Des opposants au gouvernement provisoire du Kirghizistan ont pris le contrôle jeudi des sièges des administrations et d'une télévision dans les deux principales villes du sud du pays, laissant craindre de nouvelles violences un mois après une révolution sanglante.

Le chef du gouvernement intérimaire Rosa Otounbaïeva a donné l'ordre dans la soirée d'«arrêter les organisateurs des troubles dans le sud», a indiqué son adjoint Azimbek Beknazarov sur la télévision nationale.

Les manifestants - des partisans du président déchu Kourmanbek Bakiev, ainsi que des ex-gouverneurs des régions de Och et Djalal-Abad - réclament qu'ils reviennent à leurs postes. Le gouvernement provisoire avait limogé les gouverneurs après la révolte d'avril à Bichkek, la capitale, qui a fait 86 morts.

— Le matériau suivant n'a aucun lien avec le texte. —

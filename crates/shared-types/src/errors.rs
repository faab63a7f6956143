//! # Error Types
//!
//! Errors raised by the external name registry port.

use thiserror::Error;

/// Errors returned by a `NameRegistry` implementation.
#[derive(Debug, Clone, Error, PartialEq, Eq)]
pub enum RegistryError {
    /// The name is already registered.
    #[error("Entry already registered: {0}")]
    AlreadyRegistered(String),

    /// The parent of the name is not registered.
    #[error("Parent entry not registered for: {0}")]
    ParentNotRegistered(String),

    /// The parent does not accept child entries.
    #[error("Parent entry {parent} does not allow subdomains")]
    SubdomainsNotAllowed { parent: String },

    /// Empty names and names with empty labels are rejected.
    #[error("Invalid entry name: {0:?}")]
    InvalidName(String),
}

Un porte-parole de la région de Och a indiqué à l'AFP que quelques centaines de personnes avaient pris le contrôle du siège de l'administration dans la matinée, alors que des médias locaux font état de plus de mille personnes.

La radio indépendante Azattyk a rapporté un scénario similaire à Djalal-Abad, le bastion du président déchu. Par ailleurs, une cinquantaine de personnes ont réussi à entrer dans le siège de l'administration de Batken, troisième région du sud du Kirghizistan.

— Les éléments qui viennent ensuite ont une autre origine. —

//! # ECDSA Signatures (secp256k1)
//!
//! Key pairs producing 65-byte recoverable signatures (`r || s || v`,
//! `v ∈ {27, 28}`) over 32-byte prehashes, the format accepted by the
//! registry's request verifier.
//!
//! ## Security Properties
//!
//! - RFC 6979 deterministic nonces (no RNG dependency for signing)
//! - Low-S normalization (EIP-2)

use crate::hashing::keccak256;
use crate::CryptoError;
use k256::ecdsa::{SigningKey, VerifyingKey};
use subtle::{Choice, ConstantTimeEq};
use zeroize::Zeroize;

/// A 20-byte address derived from a public key.
pub type Address = [u8; 20];

/// secp256k1 curve order n.
pub const SECP256K1_ORDER: [u8; 32] = [
    0xFF, 0xFF, 0xFF, 0xFF, 0xFF, 0xFF, 0xFF, 0xFF, 0xFF, 0xFF, 0xFF, 0xFF, 0xFF, 0xFF, 0xFF, 0xFE,
    0xBA, 0xAE, 0xDC, 0xE6, 0xAF, 0x48, 0xA0, 0x3B, 0xBF, 0xD2, 0x5E, 0x8C, 0xD0, 0x36, 0x41, 0x41,
];

/// Half of the secp256k1 curve order (for malleability checks).
pub const SECP256K1_HALF_ORDER: [u8; 32] = [
    0x7F, 0xFF, 0xFF, 0xFF, 0xFF, 0xFF, 0xFF, 0xFF, 0xFF, 0xFF, 0xFF, 0xFF, 0xFF, 0xFF, 0xFF, 0xFF,
    0x5D, 0x57, 0x6E, 0x73, 0x57, 0xA4, 0x50, 0x1D, 0xDF, 0xE9, 0x2F, 0x46, 0x68, 0x1B, 0x20, 0xA0,
];

/// Recoverable signature, 65 bytes: `r || s || v`.
#[derive(Clone, Copy, Debug, PartialEq, Eq)]
pub struct RecoverableSignature([u8; 65]);

impl RecoverableSignature {
    /// Wrap raw bytes.
    pub fn from_bytes(bytes: [u8; 65]) -> Self {
        Self(bytes)
    }

    /// Raw bytes.
    pub fn as_bytes(&self) -> &[u8; 65] {
        &self.0
    }

    /// Owned byte vector, the shape callers submit to the verifier.
    pub fn to_vec(&self) -> Vec<u8> {
        self.0.to_vec()
    }
}

/// Derive the address of a public key: last 20 bytes of
/// `keccak256(uncompressed_pubkey[1..])`.
pub fn address_from_pubkey(public_key: &VerifyingKey) -> Address {
    let encoded = public_key.to_encoded_point(false);
    let hash = keccak256(&encoded.as_bytes()[1..]);
    let mut address = [0u8; 20];
    address.copy_from_slice(&hash[12..]);
    address
}

/// Invert S value: s' = n - s.
pub fn invert_s(s: &[u8; 32]) -> [u8; 32] {
    let mut result = [0u8; 32];
    let mut borrow: i32 = 0;

    for i in (0..32).rev() {
        let diff = (SECP256K1_ORDER[i] as i32) - (s[i] as i32) - borrow;
        if diff < 0 {
            result[i] = (diff + 256) as u8;
            borrow = 1;
        } else {
            result[i] = diff as u8;
            borrow = 0;
        }
    }

    result
}

/// Constant-time `a < b` over big-endian 32-byte integers.
fn ct_less_than(a: &[u8; 32], b: &[u8; 32]) -> Choice {
    let mut less = Choice::from(0u8);
    let mut greater = Choice::from(0u8);

    for (x, y) in a.iter().zip(b.iter()) {
        let undecided = !(less | greater);
        less |= undecided & Choice::from(u8::from(x < y));
        greater |= undecided & Choice::from(u8::from(x > y));
    }

    less
}

/// Whether `s` is strictly below half the curve order. Constant time.
pub fn is_low_s(s: &[u8; 32]) -> bool {
    ct_less_than(s, &SECP256K1_HALF_ORDER).into()
}

/// `0 < scalar < n`. Constant time.
pub fn is_valid_scalar(scalar: &[u8; 32]) -> bool {
    let mut is_zero = Choice::from(1u8);
    for byte in scalar {
        is_zero &= byte.ct_eq(&0u8);
    }
    (!is_zero & ct_less_than(scalar, &SECP256K1_ORDER)).into()
}

/// secp256k1 ECDSA keypair.
pub struct Secp256k1KeyPair {
    signing_key: SigningKey,
}

impl Secp256k1KeyPair {
    /// Generate random keypair.
    pub fn generate() -> Self {
        let signing_key = SigningKey::random(&mut rand::thread_rng());
        Self { signing_key }
    }

    /// Create from secret key bytes (32 bytes).
    pub fn from_bytes(bytes: [u8; 32]) -> Result<Self, CryptoError> {
        let signing_key =
            SigningKey::from_bytes((&bytes).into()).map_err(|_| CryptoError::InvalidPrivateKey)?;
        Ok(Self { signing_key })
    }

    /// Address controlled by this key.
    pub fn address(&self) -> Address {
        address_from_pubkey(self.signing_key.verifying_key())
    }

    /// Sign a 32-byte prehash, producing a low-S recoverable signature.
    pub fn sign_prehash(&self, prehash: &[u8; 32]) -> Result<RecoverableSignature, CryptoError> {
        let (sig, recid) = self
            .signing_key
            .sign_prehash_recoverable(prehash)
            .map_err(|e| CryptoError::SigningFailed(e.to_string()))?;

        let sig_bytes = sig.to_bytes();
        let mut r = [0u8; 32];
        let mut s = [0u8; 32];
        r.copy_from_slice(&sig_bytes[..32]);
        s.copy_from_slice(&sig_bytes[32..]);

        // Normalize S to low value (EIP-2), flipping the recovery id if inverted
        let (s, parity) = if is_low_s(&s) {
            (s, recid.is_y_odd())
        } else {
            (invert_s(&s), !recid.is_y_odd())
        };

        let mut out = [0u8; 65];
        out[..32].copy_from_slice(&r);
        out[32..64].copy_from_slice(&s);
        out[64] = 27 + parity as u8;
        Ok(RecoverableSignature(out))
    }

    /// Get secret key bytes (for serialization).
    pub fn to_bytes(&self) -> [u8; 32] {
        self.signing_key.to_bytes().into()
    }
}

impl Drop for Secp256k1KeyPair {
    fn drop(&mut self) {
        let mut bytes: [u8; 32] = self.signing_key.to_bytes().into();
        bytes.zeroize();
    }
}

La télévision régionale de Djalal-Abal est aussi sous contrôle des partisans du président déchu, selon son comité de soutien et une militante pour les droits de l'homme, Aziza Abdirassoulova.

La chaîne diffuse depuis jeudi matin une intervention de M. Bakiev depuis Minsk, capitale du Bélarus, où il est exilé, dans laquelle il réaffirme qu'il est le «président légitime».

Selon Mme Abdirassoulova, des manifestants ont «recouvert le tarmac de pierres» à l'aéroport de Djalal-Abad pour empêcher les avions de décoller.

Ce regain de tensions est un nouveau test pour les autorités provisoires, dont l'arrivée au pouvoir avait dès le début suscité la méfiance dans le sud.

Son comité de soutien a par ailleurs annoncé dans un communiqué que 25.000 partisans de M. Bakiev se dirigeaient vers Bichkek pour «régler leurs comptes avec le gouvernement intérimaire».

Face à ces tensions, le ministère bélarusse des Affaires étrangères a rappelé jeudi son ambassadeur à Bichkek et a annoncé que tous les diplomates bélarusses avaient quitté la capitale kirghize.

«Il y a eu une menace pour la vie et la santé de nos collaborateurs de la part des éléments extrémistes que personne ne contrôle», a indiqué le porte-parole du ministère, Andreï Savinykh.

La stabilité de ce pays stratégique est importante pour les États-Unis qui y disposent d'une base militaire essentielle pour l'acheminement des troupes et des matériels en Afghanistan.

Le gouvernement provisoire a fait savoir dans un communiqué que des négociations étaient en cours avec les manifestants, mais son chef, Rosa Otounbaïeva, a prévenu qu'elle «anéantirait les désirs des revanchards».

Les autorités intérimaires ont chargé le ministre de la Défense, Ismaïl Isakov, des négociations avec les manifestants de Och, Djalal-Abad et Batken. Selon la radio Azattyk, il serait déjà dans le sud de cette ex-république soviétique d'Asie centrale.

Le sud du Kirghizistan est considéré par des analystes comme le principal foyer d'opposition au gouvernement provisoire, plus populaire dans le nord du Kirghizistan.